We pan for likes, dig for shares, and dream of striking that viral gold vein that will finally validate our words.
I've spent years creating content across different platforms, each with their own algorithms and metrics.
And I’ve felt that particular anxiety that comes from the constant pressure to "perform.”
That underlying hope that maybe this post will be the one the algorithm favors.
What I've discovered, especially for Christian writers, is how this pursuit of digital success often conflicts with our deeper calling.
The metrics-driven approach pushes us toward content that performs rather than content that transforms.
The Tension We All Face
Put simply, we want our words to reach people—that's why we write. Yet the digital landscape often measures value through views and engagement rather than impact and relationship.
Many of us start with pure intentions. We feel called to share our faith, to encourage others, to speak truth. But algorithms don't optimize for spiritual depth or lasting change. They reward what captures immediate attention.
This creates a genuine spiritual tension. Do we write what's likely to "perform well," or do we write what God has placed on our hearts, regardless of how the metrics might respond?
Finding a Better Way
I've come to believe there's wisdom in approaching writing more like gardening than gold mining.
Patient cultivation rather than frantic extraction.
Jesus invested deeply in relationships, often speaking to individuals or small groups rather than optimizing for maximum reach.
His parables frequently illustrated how Kingdom growth happens—gradually, often invisibly at first, and through faithful presence rather than dramatic moments.
What changes when we view our digital ministry through this lens?
We begin to value:
Individual impact over impressive numbers
Consistent presence over viral moments
Relationship over reach
The Unseen Ministry
Some of my most meaningful writing moments came through interactions that never showed up in any metrics.
Messages from readers who found an older post at exactly the right moment.
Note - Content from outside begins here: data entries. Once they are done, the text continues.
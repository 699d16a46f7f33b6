//! Structured documents on disk.
//!
//! A bundle is saved as a `<name>.esps` directory. Each record document becomes
//! `<document name>.json`. Each group becomes a `<document name>.group` directory holding its
//! header in `header.json` and its children under `records/`.

use std::fs;
use std::path::{Path, PathBuf};

use serde_json::Value;
use tracing::debug;

use crate::error::{Error, Result};
use crate::structured::Document;

pub const BUNDLE_EXTENSION: &str = "esps";
pub const GROUP_EXTENSION: &str = "group";
const HEADER_FILE: &str = "header.json";
const RECORDS_DIR: &str = "records";

/// Write documents into `<dir>/<name>.esps`, replacing any bundle already there.
pub fn write_bundle(dir: &Path, name: &str, docs: &[Document]) -> Result<PathBuf> {
    let path = dir.join(format!("{}.{}", sanitize(name), BUNDLE_EXTENSION));
    if path.exists() {
        fs::remove_dir_all(&path)?;
    }
    fs::create_dir_all(&path)?;
    write_documents(&path, docs)?;
    debug!(path = %path.display(), documents = docs.len(), "Saved bundle");
    Ok(path)
}

fn write_documents(dir: &Path, docs: &[Document]) -> Result<()> {
    for doc in docs {
        match doc {
            Document::Record { name, body } => {
                write_json(&dir.join(format!("{}.json", sanitize(name))), body)?;
            }
            Document::Group {
                name,
                header,
                children,
            } => {
                let group_dir = dir.join(format!("{}.{}", sanitize(name), GROUP_EXTENSION));
                let records = group_dir.join(RECORDS_DIR);
                fs::create_dir_all(&records)?;
                write_json(&group_dir.join(HEADER_FILE), header)?;
                write_documents(&records, children)?;
            }
        }
    }
    Ok(())
}

fn write_json(path: &Path, value: &Value) -> Result<()> {
    let mut text = serde_json::to_string_pretty(value)?;
    text.push('\n');
    fs::write(path, text)?;
    Ok(())
}

/// Read a bundle directory back, returning the bundle name and its documents.
pub fn read_bundle(path: &Path) -> Result<(String, Vec<Document>)> {
    let name = path
        .file_stem()
        .and_then(|s| s.to_str())
        .ok_or_else(|| Error::bad_document(&path.display().to_string(), "not a bundle directory"))?
        .to_string();
    let docs = read_documents(path)?;
    debug!(path = %path.display(), documents = docs.len(), "Loaded bundle");
    Ok((name, docs))
}

fn read_documents(dir: &Path) -> Result<Vec<Document>> {
    let mut entries = Vec::new();
    for entry in fs::read_dir(dir)? {
        let path = entry?.path();
        let Some(file_name) = path.file_name().and_then(|s| s.to_str()) else {
            continue;
        };
        let file_name = file_name.to_string();
        entries.push((sort_key(&file_name), file_name, path));
    }
    entries.sort();

    let mut docs = Vec::with_capacity(entries.len());
    for (_, file_name, path) in entries {
        if path.is_dir() {
            let Some(name) = file_name.strip_suffix(&format!(".{}", GROUP_EXTENSION)) else {
                continue;
            };
            let header = read_json(&path.join(HEADER_FILE), name)?;
            let records = path.join(RECORDS_DIR);
            let children = if records.is_dir() {
                read_documents(&records)?
            } else {
                Vec::new()
            };
            docs.push(Document::Group {
                name: name.to_string(),
                header,
                children,
            });
        } else if let Some(name) = file_name.strip_suffix(".json") {
            let body = read_json(&path, name)?;
            docs.push(Document::Record {
                name: name.to_string(),
                body,
            });
        }
    }
    Ok(docs)
}

fn read_json(path: &Path, name: &str) -> Result<Value> {
    let text = fs::read_to_string(path)?;
    serde_json::from_str(&text).map_err(|e| Error::bad_document(name, e.to_string()))
}

/// Documents are named with their index first; order by that number so bundles of more than
/// 10000 records keep their order.
fn sort_key(file_name: &str) -> Option<u64> {
    file_name
        .split(' ')
        .next()
        .and_then(|index| index.parse().ok())
}

/// Make a document name safe to use as a file name.
fn sanitize(name: &str) -> String {
    name.chars()
        .map(|c| match c {
            '/' | '\\' | ':' | '\0' => '_',
            c => c,
        })
        .collect()
}
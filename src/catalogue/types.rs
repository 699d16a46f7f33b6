//! Field value types shared by the built-in record shapes.

use std::fmt;

use serde::de::{self, SeqAccess, Visitor};
use serde::ser::SerializeTuple;
use serde::{Deserialize, Deserializer, Serialize, Serializer};

/// Reference to another record, by its 32-bit form id. Written as `"0x%08X"` in structured
/// form.
#[derive(Clone, Copy, Default, PartialEq, Eq, PartialOrd, Ord, Hash)]
pub struct FormId(pub u32);

impl fmt::Debug for FormId {
    fn fmt(&self, f: &mut fmt::Formatter) -> fmt::Result {
        write!(f, "FormId({:#010X})", self.0)
    }
}

impl fmt::Display for FormId {
    fn fmt(&self, f: &mut fmt::Formatter) -> fmt::Result {
        write!(f, "0x{:08X}", self.0)
    }
}

impl From<u32> for FormId {
    fn from(v: u32) -> Self {
        FormId(v)
    }
}

impl Serialize for FormId {
    fn serialize<S: Serializer>(&self, serializer: S) -> Result<S::Ok, S::Error> {
        if serializer.is_human_readable() {
            serializer.collect_str(self)
        } else {
            serializer.serialize_u32(self.0)
        }
    }
}

impl<'de> Deserialize<'de> for FormId {
    fn deserialize<D: Deserializer<'de>>(deserializer: D) -> Result<Self, D::Error> {
        struct FormIdVisitor;

        impl<'de> Visitor<'de> for FormIdVisitor {
            type Value = FormId;

            fn expecting(&self, fmt: &mut fmt::Formatter<'_>) -> fmt::Result {
                write!(fmt, "a form id, as a \"0x\" hex string or a 32-bit integer")
            }

            fn visit_u64<E: de::Error>(self, v: u64) -> Result<FormId, E> {
                u32::try_from(v)
                    .map(FormId)
                    .map_err(|_| E::invalid_value(de::Unexpected::Unsigned(v), &self))
            }

            fn visit_i64<E: de::Error>(self, v: i64) -> Result<FormId, E> {
                u32::try_from(v)
                    .map(FormId)
                    .map_err(|_| E::invalid_value(de::Unexpected::Signed(v), &self))
            }

            fn visit_str<E: de::Error>(self, v: &str) -> Result<FormId, E> {
                let hex = v
                    .strip_prefix("0x")
                    .or_else(|| v.strip_prefix("0X"))
                    .ok_or_else(|| E::invalid_value(de::Unexpected::Str(v), &self))?;
                u32::from_str_radix(hex, 16)
                    .map(FormId)
                    .map_err(|_| E::invalid_value(de::Unexpected::Str(v), &self))
            }
        }

        if deserializer.is_human_readable() {
            deserializer.deserialize_any(FormIdVisitor)
        } else {
            deserializer.deserialize_u32(FormIdVisitor)
        }
    }
}

/// Object bounds (`OBND`): two opposite corners of the bounding box.
#[derive(Clone, Copy, Debug, Default, PartialEq, Eq, Serialize, Deserialize)]
pub struct Bounds {
    pub x1: i16,
    pub y1: i16,
    pub z1: i16,
    pub x2: i16,
    pub y2: i16,
    pub z2: i16,
}

/// Biped body template (`BOD2`).
#[derive(Clone, Copy, Debug, Default, PartialEq, Eq, Serialize, Deserialize)]
pub struct BodyTemplate {
    /// Bit set of the body slots covered.
    pub body_parts: u32,
    /// 0 light armour, 1 heavy armour, 2 clothing.
    pub armour_type: u32,
}

/// Strings stored with a `u32` byte count in front and no terminator.
pub mod sized_string {
    use super::*;

    pub fn serialize<S: Serializer>(value: &str, serializer: S) -> Result<S::Ok, S::Error> {
        if serializer.is_human_readable() {
            return serializer.serialize_str(value);
        }
        let len = u32::try_from(value.len())
            .map_err(|_| serde::ser::Error::custom("string too long for a sized string"))?;
        let mut tuple = serializer.serialize_tuple(2)?;
        tuple.serialize_element(&len)?;
        tuple.serialize_element(serde_bytes::Bytes::new(value.as_bytes()))?;
        tuple.end()
    }

    pub fn deserialize<'de, D: Deserializer<'de>>(deserializer: D) -> Result<String, D::Error> {
        struct SizedVisitor;

        impl<'de> Visitor<'de> for SizedVisitor {
            type Value = String;

            fn expecting(&self, fmt: &mut fmt::Formatter<'_>) -> fmt::Result {
                write!(fmt, "a byte count followed by that many bytes of UTF-8")
            }

            fn visit_seq<A: SeqAccess<'de>>(self, mut seq: A) -> Result<String, A::Error> {
                let len: u32 = seq
                    .next_element()?
                    .ok_or_else(|| de::Error::invalid_length(0, &self))?;
                let mut bytes = Vec::with_capacity((len as usize).min(1024));
                for i in 0..len as usize {
                    let b: u8 = seq
                        .next_element()?
                        .ok_or_else(|| de::Error::invalid_length(i + 1, &self))?;
                    bytes.push(b);
                }
                String::from_utf8(bytes).map_err(de::Error::custom)
            }
        }

        if deserializer.is_human_readable() {
            String::deserialize(deserializer)
        } else {
            // The element count isn't known until the prefix has been read
            deserializer.deserialize_tuple(usize::MAX, SizedVisitor)
        }
    }
}

/// One replacement texture set for a model (inside `MO2S`/`MO4S` and friends).
#[derive(Clone, Debug, PartialEq, Eq, Serialize, Deserialize)]
pub struct AlternateTexture {
    /// Name of the 3D shape the texture applies to.
    #[serde(with = "sized_string")]
    pub name: String,
    /// The texture set record.
    pub texture: FormId,
    /// Index of the shape within the model.
    pub index: u32,
}

/// A counted list of [`AlternateTexture`]s.
#[derive(Clone, Debug, Default, PartialEq, Eq)]
pub struct AlternateTextures {
    pub textures: Vec<AlternateTexture>,
}

#[derive(Serialize)]
struct AlternateTexturesRef<'a> {
    textures: &'a [AlternateTexture],
}

#[derive(Deserialize)]
struct AlternateTexturesDoc {
    textures: Vec<AlternateTexture>,
}

impl Serialize for AlternateTextures {
    fn serialize<S: Serializer>(&self, serializer: S) -> Result<S::Ok, S::Error> {
        if serializer.is_human_readable() {
            return AlternateTexturesRef {
                textures: &self.textures,
            }
            .serialize(serializer);
        }
        let count = u32::try_from(self.textures.len())
            .map_err(|_| serde::ser::Error::custom("too many alternate textures"))?;
        let mut tuple = serializer.serialize_tuple(1 + self.textures.len())?;
        tuple.serialize_element(&count)?;
        for texture in &self.textures {
            tuple.serialize_element(texture)?;
        }
        tuple.end()
    }
}

impl<'de> Deserialize<'de> for AlternateTextures {
    fn deserialize<D: Deserializer<'de>>(deserializer: D) -> Result<Self, D::Error> {
        struct CountedVisitor;

        impl<'de> Visitor<'de> for CountedVisitor {
            type Value = AlternateTextures;

            fn expecting(&self, fmt: &mut fmt::Formatter<'_>) -> fmt::Result {
                write!(fmt, "a count followed by that many alternate textures")
            }

            fn visit_seq<A: SeqAccess<'de>>(self, mut seq: A) -> Result<Self::Value, A::Error> {
                let count: u32 = seq
                    .next_element()?
                    .ok_or_else(|| de::Error::invalid_length(0, &self))?;
                let mut textures = Vec::new();
                for i in 0..count as usize {
                    let texture = seq
                        .next_element()?
                        .ok_or_else(|| de::Error::invalid_length(i + 1, &self))?;
                    textures.push(texture);
                }
                Ok(AlternateTextures { textures })
            }
        }

        if deserializer.is_human_readable() {
            AlternateTexturesDoc::deserialize(deserializer).map(|d| AlternateTextures {
                textures: d.textures,
            })
        } else {
            deserializer.deserialize_tuple(usize::MAX, CountedVisitor)
        }
    }
}

#[cfg(test)]
mod test {
    use super::*;
    use crate::de::from_bytes;
    use crate::ser::to_bytes;
    use serde_json::json;

    const TEXTURE: [u8; 16] = [
        0x04, 0x00, 0x00, 0x00, // size 4
        0x54, 0x65, 0x73, 0x74, // "Test"
        0x01, 0x02, 0x03, 0x04, // form id 0x04030201
        0x0F, 0x00, 0x00, 0x00, // index 15
    ];

    #[test]
    fn form_id_forms() {
        let id = FormId(0x0001_2E4D);
        assert_eq!(serde_json::to_value(id).unwrap(), json!("0x00012E4D"));
        assert_eq!(to_bytes(&id).unwrap(), vec![0x4D, 0x2E, 0x01, 0x00]);
        let back: FormId = serde_json::from_value(json!("0x00012E4D")).unwrap();
        assert_eq!(back, id);
        let back: FormId = serde_json::from_value(json!(77389)).unwrap();
        assert_eq!(back, id);
        assert!(serde_json::from_value::<FormId>(json!("12E4D")).is_err());
        assert!(serde_json::from_value::<FormId>(json!(-1)).is_err());
    }

    #[test]
    fn alternate_texture() {
        let decoded: AlternateTexture = from_bytes(&TEXTURE).unwrap();
        assert_eq!(
            decoded,
            AlternateTexture {
                name: "Test".into(),
                texture: FormId(0x0403_0201),
                index: 15,
            }
        );
        assert_eq!(to_bytes(&decoded).unwrap(), TEXTURE.to_vec());
        let json = serde_json::to_value(&decoded).unwrap();
        assert_eq!(
            json,
            json!({"name": "Test", "texture": "0x04030201", "index": 15})
        );
        let back: AlternateTexture = serde_json::from_value(json).unwrap();
        assert_eq!(back, decoded);
    }

    #[test]
    fn alternate_textures() {
        let mut data = vec![0x01, 0x00, 0x00, 0x00];
        data.extend_from_slice(&TEXTURE);
        let decoded: AlternateTextures = from_bytes(&data).unwrap();
        assert_eq!(decoded.textures.len(), 1);
        assert_eq!(decoded.textures[0].name, "Test");
        assert_eq!(to_bytes(&decoded).unwrap(), data);
        let json = serde_json::to_value(&decoded).unwrap();
        assert_eq!(
            json,
            json!({"textures": [{"name": "Test", "texture": "0x04030201", "index": 15}]})
        );
        let back: AlternateTextures = serde_json::from_value(json).unwrap();
        assert_eq!(back, decoded);
    }

    #[test]
    fn short_sized_string() {
        let data = [0x08, 0x00, 0x00, 0x00, b'a', b'b'];
        #[derive(Debug, Deserialize)]
        struct Name(#[serde(with = "sized_string")] String);
        assert!(from_bytes::<Name>(&data).is_err());
    }

    #[test]
    fn four_char_name_with_reference() {
        use crate::tag::Tag;
        #[derive(Debug, PartialEq, Serialize, Deserialize)]
        struct NamedReference {
            name: Tag,
            reference: FormId,
            index: u32,
        }
        let data = [
            0x54, 0x65, 0x73, 0x74, 0x01, 0x02, 0x03, 0x04, 0x0F, 0x00, 0x00, 0x00,
        ];
        let decoded: NamedReference = from_bytes(&data).unwrap();
        assert_eq!(
            serde_json::to_value(&decoded).unwrap(),
            json!({"name": "Test", "reference": "0x04030201", "index": 15})
        );
        assert_eq!(to_bytes(&decoded).unwrap(), data.to_vec());
    }

    #[test]
    fn bounds_layout() {
        let bounds = Bounds {
            x1: -10,
            y1: -20,
            z1: 0,
            x2: 10,
            y2: 20,
            z2: 30,
        };
        let enc = to_bytes(&bounds).unwrap();
        assert_eq!(enc.len(), 12);
        assert_eq!(&enc[0..2], &(-10i16).to_le_bytes());
        assert_eq!(from_bytes::<Bounds>(&enc).unwrap(), bounds);
    }
}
Comments that revealed how something I'd written had shifted someone's perspective or articulated a truth they'd been struggling to express.
These moments remind me that our most significant impact often happens where algorithms can't measure:
The person who forwards your piece to a friend in crisis
The reader who returns to your words during challenging seasons
The quiet transformation occurring in someone who never engages publicly
Practical Shifts
Moving from performance to presence requires intentional choices:
Write from communion. I've found that beginning writing sessions in prayer, inviting God into the process, fundamentally changes what flows onto the page. The words come from relationship rather than striving.
Value consistency over virality. A sustainable rhythm of faithful content often creates more lasting impact than occasional viral hits followed by burnout and silence.
Build genuine connections. When I respond to comments, engage with readers' work, and foster community around shared values, I find more fulfillment than watching subscriber counts.
Create with longevity in mind. Content designed to serve someone three years from now often carries more substance than what's crafted merely to capture today's trending topic.
Redefine success. I've had to learn to ask different questions: "Was I faithful to what God placed on my heart? Did I write with integrity and excellence?" These matter more than "Did it go viral?"
The Freedom of Presence
The greatest gift I've found in this approach is freedom. Freedom from the anxiety of metrics. Freedom from tying my worth as a writer to platform growth. Freedom to create from abundance rather than scarcity.
This doesn't mean ignoring good writing principles or audience needs. We can still be strategic and skillful. But technique serves relationship, not the other way around.
The digital landscape needs more Christian writers committed to patient cultivation rather than rapid extraction.
Your faithful presence online, tending words with care and nurturing relationships over time, creates an impact that algorithms can never measure but eternity will reveal.
I love this Grant. I often use the garden analogy when talking with couples about their marriage. Quick fixes seldom work (if ever). Life is a garden that must be tended . Thanks for sharing
Phenomenal write as always, Grant. I really liked the gold miner analogy. It's true that we usually start with good intentions. When we write something we believe to be God-glorifying, we think to ourselves: wouldn't it be better for the content to reach as many as possible? But then we start get sidetracked, the means become the ends. However, in doing so, we risk reducing people to numbers and statistics. Even if our work only meaningfully impacts one other person, that one human soul in God's sight is infinitely valuable.